她往前跑了两步,又猛地刹住脚,回头看了长孙无垢一眼。
长孙无垢笑着冲她点了点头,温柔这才像得了特赦令一样,快步跑到温禾面前,仰着头,眼睛已经红了:“阿兄,你怎么才回来呀?我都算着呢,你比上次写信说的时间晚了七天!”
温禾弯下腰,伸手揉了揉她的脑袋,语气放得很轻:“路上下了雪,耽搁了几天。你看,阿兄这不是回来了吗?”
温柔被他揉得眯了眯眼,但眼泪已经滚了下来,她用力吸了吸鼻子,声音带着鼻音:“我想你了……”
温禾伸手给她擦了擦眼泪,声音温和:“好了好了,阿兄这不是站在你面前嘛。”
温柔用力点了点头,又吸了吸鼻子,才勉强把眼泪止住。
长孙无垢在旁边看着这一幕,笑着摇了摇头,轻声对温禾说:“这丫头,你走之后头一个月,天天问我你什么时候回来,问得我都不知该怎么答她了,后来倒是不怎么问了,但每天都去翻你寄回来的信,翻来覆去地看。”
温禾直起身来,看了温柔一眼,温柔别过脸去,假装在整理衣角,但耳朵尖已经红了。
李丽质这时候才终于端不住了。她迈着小步子走过来,在温柔旁边站定,下巴微微扬着:“阿禾。”
温禾看着她那副努力端着的模样,不禁笑道:“见过公主。”
李丽质什么都没有说,只是一个劲地冲着温禾笑着。
毕竟阿娘和阿耶都在,有些话还是等以后再说。
温宁站在旁边,温禾注意到她,朝她招了招手。
温宁犹豫了一下,看了温柔一眼,又看了李丽质一眼,然后才小步走了过来,站在温柔旁边,仰头喊了一声:“阿兄。”

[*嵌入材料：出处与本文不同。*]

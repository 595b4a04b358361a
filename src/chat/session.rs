//! A conversation with the remote service.

use super::locale::{Locale, Notice};
use super::message::{Message, MessageMetadata, Role};
use super::state::{ChatState, ConnectionStatus};
use crate::client::{ApiClient, ApiError, ChatResponse};
use crate::config::ParleyConfig;
use crate::storage::{self, ConversationStore, StorageError};

/// Ties an [`ApiClient`] to a [`ChatState`] and a conversation id.
pub struct ChatSession {
    client: ApiClient,
    /// Separate lane so connection checks never supersede a chat request
    probe: ApiClient,
    state: ChatState,
    store: ConversationStore,
    conversation_id: String,
    user_id: String,
    locale: Locale,
    log_content: bool,
}

impl ChatSession {
    pub fn new(
        client: ApiClient,
        conversation_id: impl Into<String>,
        user_id: impl Into<String>,
        locale: Locale,
    ) -> Self {
        let probe = client.sibling();
        Self {
            client,
            probe,
            state: ChatState::new(),
            store: ConversationStore::disabled(),
            conversation_id: conversation_id.into(),
            user_id: user_id.into(),
            locale,
            log_content: false,
        }
    }

    /// Build a session from configuration, resuming the stored conversation.
    ///
    /// A state file that cannot be written does not prevent chatting; the
    /// session then runs with a fresh, unpersisted id.
    pub fn from_config(config: &ParleyConfig) -> Self {
        let store = ConversationStore::from_config(&config.storage);
        let conversation_id = store.load_or_create().unwrap_or_else(|e| {
            tracing::warn!(error = %e, "Conversation id not persisted");
            storage::new_conversation_id()
        });

        let mut session = Self::new(
            ApiClient::new(&config.api),
            conversation_id,
            config.chat.user_id.clone(),
            config.chat.locale,
        );
        session.store = store;
        session.log_content = config.logging.log_message_content;
        session
    }

    pub fn with_store(mut self, store: ConversationStore) -> Self {
        self.store = store;
        self
    }

    /// Continue a specific conversation instead of the stored one.
    pub fn with_conversation_id(mut self, conversation_id: impl Into<String>) -> Self {
        self.conversation_id = conversation_id.into();
        self
    }

    /// Send user input and record the outcome in the transcript.
    ///
    /// Blank input is ignored and yields `Ok(None)`. On failure an error-role
    /// entry with localized text is appended and the error is returned.
    pub async fn send(&mut self, text: &str) -> Result<Option<Message>, ApiError> {
        let text = text.trim();
        if text.is_empty() {
            return Ok(None);
        }

        self.state.append(Role::User, text, None);
        self.state.set_loading(true);
        self.state.set_error(None);

        if self.log_content {
            tracing::debug!(conversation_id = %self.conversation_id, query = %text, "Sending message");
        } else {
            tracing::debug!(conversation_id = %self.conversation_id, chars = text.chars().count(), "Sending message");
        }

        let result = self
            .client
            .send_message(text, &self.conversation_id, &self.user_id)
            .await
            .and_then(non_empty_reply);

        self.state.set_loading(false);

        match result {
            Ok(reply) => {
                if !reply.conversation_id.is_empty() && reply.conversation_id != self.conversation_id {
                    tracing::debug!(
                        requested = %self.conversation_id,
                        returned = %reply.conversation_id,
                        "Server assigned a different conversation id"
                    );
                }
                let metadata = MessageMetadata {
                    retrieved_context: reply.retrieved_context,
                    processing_time_ms: reply.metadata.as_ref().and_then(|m| m.processing_time),
                    tokens: reply.metadata.as_ref().and_then(|m| m.tokens),
                };
                let message = self
                    .state
                    .append(Role::Assistant, reply.response, Some(metadata))
                    .clone();
                Ok(Some(message))
            }
            Err(e) => {
                let text = self.describe(&e);
                self.state.append(Role::Error, text.clone(), None);
                self.state.set_error(Some(text));
                Err(e)
            }
        }
    }

    /// User-facing text for a failed send in the session's locale.
    ///
    /// Blank input never reaches the client, so a rejected query is one over
    /// the length limit.
    pub fn describe(&self, error: &ApiError) -> String {
        match error {
            ApiError::Validation {
                field: Some("query"),
                ..
            } => self
                .locale
                .text(Notice::MessageTooLong(self.client.max_message_length())),
            other => self.locale.describe(other),
        }
    }

    /// Resend the most recent user message. `Ok(None)` when there is none.
    pub async fn retry(&mut self) -> Result<Option<Message>, ApiError> {
        let Some(last) = self.state.last_user_message().map(|m| m.text.clone()) else {
            return Ok(None);
        };
        self.send(&last).await
    }

    /// Probe the service and record the result as the connection status.
    pub async fn check_connection(&mut self) -> ConnectionStatus {
        self.state.set_connection_status(ConnectionStatus::Connecting);
        let status = if self.probe.health_check().await {
            ConnectionStatus::Connected
        } else {
            ConnectionStatus::Error
        };
        self.state.set_connection_status(status);
        status
    }

    /// Abandon an interrupted turn: drop the pending request and clear the loading flag.
    ///
    /// The user message stays in the transcript so `/retry` can resend it.
    pub fn interrupt(&mut self) {
        self.client.cancel();
        self.state.set_loading(false);
    }

    /// Start over: clear the transcript and switch to a new conversation id.
    pub fn new_conversation(&mut self) -> Result<&str, StorageError> {
        self.client.cancel();
        self.state.clear();
        self.conversation_id = self.store.rotate()?;
        Ok(&self.conversation_id)
    }

    pub fn state(&self) -> &ChatState {
        &self.state
    }

    pub fn client(&self) -> &ApiClient {
        &self.client
    }

    pub fn conversation_id(&self) -> &str {
        &self.conversation_id
    }

    pub fn user_id(&self) -> &str {
        &self.user_id
    }

    pub fn locale(&self) -> Locale {
        self.locale
    }
}

fn non_empty_reply(reply: ChatResponse) -> Result<ChatResponse, ApiError> {
    if reply.response.trim().is_empty() {
        return Err(ApiError::InvalidResponse(
            "Received an empty response from the server".to_string(),
        ));
    }
    Ok(reply)
}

温禾蹲下身来,平视着她的眼睛:“长高了,之前给你寄的那几本书,看完了没?”
温宁点了点头:“小柔阿姊给我念的……我认得几个字了,能自己看一小段。”
她说“能自己看一小段”的时候,语气里带着一点不自信,又带着一点想被夸奖的期待。
“真不错。”温禾认真夸了一句。
“比你阿兄小时候强多了。”
温宁抿着嘴笑了起来,攥着衣角的手终于松开了,小小的肩膀也微微放松了一些。
李丽质在旁边看了一眼,忽然伸手拉住了温宁的手:“二丫,你别站着啦,坐下来吃饭吧,你刚才不是说饿了吗?”
温宁被她拉着,顺从地坐到了李丽质旁边的位置上。
而温禾身边的位置留给了温柔。
食案已经摆好了。
六小只各自落座,李泰挨着长孙无垢坐,显得格外自在,时不时侧过头跟她说几句话,语气随意又亲昵。
李恪坐在另一侧,始终坐得端端正正,吃饭的动作极有分寸,目光低垂,不左顾右盼,仿佛万春殿的一切都与他无关。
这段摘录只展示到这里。